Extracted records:
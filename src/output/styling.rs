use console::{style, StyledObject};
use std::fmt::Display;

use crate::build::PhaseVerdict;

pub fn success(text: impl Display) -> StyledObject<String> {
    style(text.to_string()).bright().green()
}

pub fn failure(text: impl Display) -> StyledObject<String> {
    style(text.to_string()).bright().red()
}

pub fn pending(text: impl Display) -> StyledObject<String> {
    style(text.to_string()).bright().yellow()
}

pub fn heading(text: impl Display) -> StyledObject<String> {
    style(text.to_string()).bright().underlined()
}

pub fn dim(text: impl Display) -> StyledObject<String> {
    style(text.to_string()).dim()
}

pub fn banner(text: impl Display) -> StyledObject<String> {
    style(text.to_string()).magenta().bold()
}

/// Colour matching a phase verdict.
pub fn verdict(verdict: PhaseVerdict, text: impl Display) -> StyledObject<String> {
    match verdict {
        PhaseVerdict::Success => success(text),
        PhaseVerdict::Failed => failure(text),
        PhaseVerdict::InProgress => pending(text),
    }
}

▶ [TASK OBJECTIVE] Set down exactly the line that holds "style(text.to_string()).magenta().bold()" and all lines after it to the end of the data.

▶ [SOLUTION TO THIS TASK]
    style(text.to_string()).magenta().bold()
}

/// Colour matching a phase verdict.
pub fn verdict(verdict: PhaseVerdict, text: impl Display) -> StyledObject<String> {
    match verdict {
        PhaseVerdict::Success => success(text),
        PhaseVerdict::Failed => failure(text),
        PhaseVerdict::InProgress => pending(text),
    }
}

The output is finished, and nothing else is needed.